BEGIN
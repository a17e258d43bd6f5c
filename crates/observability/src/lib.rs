//! Tracing and logging setup shared by the pipeline binaries.

/// Initialize process-wide logging with JSON output.
///
/// This is safe to call multiple times; subsequent calls become no-ops.
pub fn init() {
    tracing::init();
}

/// Initialize process-wide logging with the given output format.
pub fn init_with(format: LogFormat) {
    tracing::init_with(format);
}

pub use self::tracing::LogFormat;

/// Subscriber configuration (filters, formats).
pub mod tracing;
use chrono::{DateTime, Utc};
use serde::{Deserialize, Serialize};

use catalog_core::MessageId;

/// Transport wrapper a queue puts around every message it stores.
///
/// This is the unit backends persist and hand back from `pop`.
///
/// Notes:
/// - `message_id` is assigned at `add` time and is only used for reporting.
/// - `enqueued_at` is wall-clock time of the add; FIFO order is the backend's
///   append order, never this timestamp.
/// - `message` must round-trip bit-for-bit.
#[derive(Debug, Clone, PartialEq, Eq, Serialize, Deserialize)]
pub struct Envelope<M> {
    message_id: MessageId,
    enqueued_at: DateTime<Utc>,
    message: M,
}

impl<M> Envelope<M> {
    pub fn new(message_id: MessageId, enqueued_at: DateTime<Utc>, message: M) -> Self {
        Self {
            message_id,
            enqueued_at,
            message,
        }
    }

    /// Wrap a freshly added message with a new id and the current time.
    pub fn wrap(message: M) -> Self {
        Self::new(MessageId::new(), Utc::now(), message)
    }

    pub fn message_id(&self) -> MessageId {
        self.message_id
    }

    pub fn enqueued_at(&self) -> DateTime<Utc> {
        self.enqueued_at
    }

    pub fn message(&self) -> &M {
        &self.message
    }

    pub fn into_message(self) -> M {
        self.message
    }
}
END
Exercise details:
What lines in the material above hold the string "Deserialize"? List them.

Answer area:
use serde::{Deserialize, Serialize};
#[derive(Debug, Clone, PartialEq, Eq, Serialize, Deserialize)]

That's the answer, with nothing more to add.